Retype each record exactly, please. Skip none.

- [Task inputs]:
*** Begin section ***
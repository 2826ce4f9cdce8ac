mod cli;

use cli::Args;
use license_fulfill::adapters::outbound::console::StderrProgressReporter;
use license_fulfill::adapters::outbound::inventory::JsonInventoryReader;
use license_fulfill::adapters::outbound::spdx::{SpdxEvaluator, SpdxLicenseTexts};
use license_fulfill::application::dto::{FulfillRequest, OutputFormat};
use license_fulfill::application::factories::{FormatterFactory, PresenterFactory, PresenterType};
use license_fulfill::application::use_cases::FulfillLicensesUseCase;
use license_fulfill::config::{self, ConfigFile, StartPaths, CONFIG_FILENAME};
use license_fulfill::shared::error::ExitCode;
use license_fulfill::shared::Result;
use owo_colors::OwoColorize;
use std::path::{Path, PathBuf};
use std::process;

#[tokio::main]
async fn main() {
    // clap exits with code 2 on invalid arguments
    let args = Args::parse_args();

    match run(args).await {
        Ok(code) => process::exit(code.as_i32()),
        Err(e) => {
            eprintln!("\n{}\n", "❌ An error occurred:".red().bold());
            eprintln!("{}", e);

            // Display error chain
            for cause in e.chain().skip(1) {
                eprintln!("\nCaused by: {}", cause);
            }

            eprintln!();
            process::exit(ExitCode::ApplicationError.as_i32());
        }
    }
}

async fn run(args: Args) -> Result<ExitCode> {
    let config = load_config(args.config.as_deref())?.unwrap_or_default();

    let format = args
        .format
        .or(config.output_format()?)
        .unwrap_or(OutputFormat::Json);
    let request = build_request(&args, &config)?;

    // Create adapters (Dependency Injection)
    let license_texts =
        SpdxLicenseTexts::with_custom_texts(config.license_texts.clone().unwrap_or_default());
    let use_case = FulfillLicensesUseCase::new(
        JsonInventoryReader::new(),
        SpdxEvaluator::new(),
        license_texts,
        StderrProgressReporter::new(),
    );

    let response = use_case.execute(&request).await?;

    eprintln!("{}", FormatterFactory::progress_message(format));
    let formatted_output = FormatterFactory::create(format).format(&response)?;

    let presenter = PresenterFactory::create(PresenterType::from_output(args.output));
    presenter.present(&formatted_output)?;

    if args.check && response.has_violations() {
        eprintln!(
            "{}",
            format!(
                "🚫 {} fulfillment(s) do not satisfy the license policy.",
                response.summary.rejected_fulfillments
            )
            .red()
        );
        return Ok(ExitCode::PolicyViolations);
    }

    Ok(ExitCode::Success)
}

/// Loads the explicit config file, or auto-discovers one in the working directory
fn load_config(explicit: Option<&Path>) -> Result<Option<ConfigFile>> {
    if let Some(path) = explicit {
        let config = config::load_config_from_path(path)?;
        eprintln!("📝 Loaded config from: {}", path.display());
        return Ok(Some(config));
    }

    let discovered = config::discover_config(Path::new("."))?;
    if discovered.is_some() {
        eprintln!("📝 Auto-discovered config file: {}", CONFIG_FILENAME);
    }
    Ok(discovered)
}

/// Merges CLI arguments over the config file into a validated request
///
/// Command-line paths replace configured ones; `--production` can only
/// switch production mode on.
fn build_request(args: &Args, config: &ConfigFile) -> Result<FulfillRequest> {
    let start_paths = if !args.path.is_empty() {
        args.path.clone()
    } else {
        config
            .start_path
            .clone()
            .map(StartPaths::into_vec)
            .unwrap_or_else(|| vec![PathBuf::from(".")])
    };

    let mut builder = FulfillRequest::builder()
        .start_paths(start_paths)
        .production(args.production || config.production.unwrap_or(false))
        .overrides(config.overrides.clone().unwrap_or_default())
        .agreed_licenses(config.agreed_licenses.clone().unwrap_or_default())
        .ignore_packages(config.ignore_packages.clone().unwrap_or_default());

    if let Some(ref unknown) = config.unknown {
        builder = builder.unknown(unknown.clone());
    }
    if let Some(ref custom_format) = config.custom_format {
        builder = builder.custom_format(custom_format.clone());
    }
    if let Some(ref files) = config.acceptable_license_files {
        builder = builder.acceptable_license_files(files.clone());
    }

    builder.build()
}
*** End section ***
- [Response area]:
repository 2826ce4f9cdce8ac
mod cli;

use cli::Args;
use license_fulfill::adapters::outbound::console::StderrProgressReporter;
use license_fulfill::adapters::outbound::inventory::JsonInventoryReader;
use license_fulfill::adapters::outbound::spdx::{SpdxEvaluator, SpdxLicenseTexts};
use license_fulfill::application::dto::{FulfillRequest, OutputFormat};
use license_fulfill::application::factories::{FormatterFactory, PresenterFactory, PresenterType};
use license_fulfill::application::use_cases::FulfillLicensesUseCase;
use license_fulfill::config::{self, ConfigFile, StartPaths, CONFIG_FILENAME};
use license_fulfill::shared::error::ExitCode;
use license_fulfill::shared::Result;
use owo_colors::OwoColorize;
use std::path::{Path, PathBuf};
use std::process;

#[tokio::main]
async fn main() {
    // clap exits with code 2 on invalid arguments
    let args = Args::parse_args();

    match run(args).await {
        Ok(code) => process::exit(code.as_i32()),
        Err(e) => {
            eprintln!("\n{}\n", "❌ An error occurred:".red().bold());
            eprintln!("{}", e);

            // Display error chain
            for cause in e.chain().skip(1) {
                eprintln!("\nCaused by: {}", cause);
            }

            eprintln!();
            process::exit(ExitCode::ApplicationError.as_i32());
        }
    }
}

async fn run(args: Args) -> Result<ExitCode> {
    let config = load_config(args.config.as_deref())?.unwrap_or_default();

    let format = args
        .format
        .or(config.output_format()?)
        .unwrap_or(OutputFormat::Json);
    let request = build_request(&args, &config)?;

    // Create adapters (Dependency Injection)
    let license_texts =
        SpdxLicenseTexts::with_custom_texts(config.license_texts.clone().unwrap_or_default());
    let use_case = FulfillLicensesUseCase::new(
        JsonInventoryReader::new(),
        SpdxEvaluator::new(),
        license_texts,
        StderrProgressReporter::new(),
    );

    let response = use_case.execute(&request).await?;

    eprintln!("{}", FormatterFactory::progress_message(format));
    let formatted_output = FormatterFactory::create(format).format(&response)?;

    let presenter = PresenterFactory::create(PresenterType::from_output(args.output));
    presenter.present(&formatted_output)?;

    if args.check && response.has_violations() {
        eprintln!(
            "{}",
            format!(
                "🚫 {} fulfillment(s) do not satisfy the license policy.",
                response.summary.rejected_fulfillments
            )
            .red()
        );
        return Ok(ExitCode::PolicyViolations);
    }

    Ok(ExitCode::Success)
}

/// Loads the explicit config file, or auto-discovers one in the working directory
fn load_config(explicit: Option<&Path>) -> Result<Option<ConfigFile>> {
    if let Some(path) = explicit {
        let config = config::load_config_from_path(path)?;
        eprintln!("📝 Loaded config from: {}", path.display());
        return Ok(Some(config));
    }

    let discovered = config::discover_config(Path::new("."))?;
    if discovered.is_some() {
        eprintln!("📝 Auto-discovered config file: {}", CONFIG_FILENAME);
    }
    Ok(discovered)
}

/// Merges CLI arguments over the config file into a validated request
///
/// Command-line paths replace configured ones; `--production` can only
/// switch production mode on.
fn build_request(args: &Args, config: &ConfigFile) -> Result<FulfillRequest> {
    let start_paths = if !args.path.is_empty() {
        args.path.clone()
    } else {
        config
            .start_path
            .clone()
            .map(StartPaths::into_vec)
            .unwrap_or_else(|| vec![PathBuf::from(".")])
    };

    let mut builder = FulfillRequest::builder()
        .start_paths(start_paths)
        .production(args.production || config.production.unwrap_or(false))
        .overrides(config.overrides.clone().unwrap_or_default())
        .agreed_licenses(config.agreed_licenses.clone().unwrap_or_default())
        .ignore_packages(config.ignore_packages.clone().unwrap_or_default());

    if let Some(ref unknown) = config.unknown {
        builder = builder.unknown(unknown.clone());
    }
    if let Some(ref custom_format) = config.custom_format {
        builder = builder.custom_format(custom_format.clone());
    }
    if let Some(ref files) = config.acceptable_license_files {
        builder = builder.acceptable_license_files(files.clone());
    }

    builder.build()
}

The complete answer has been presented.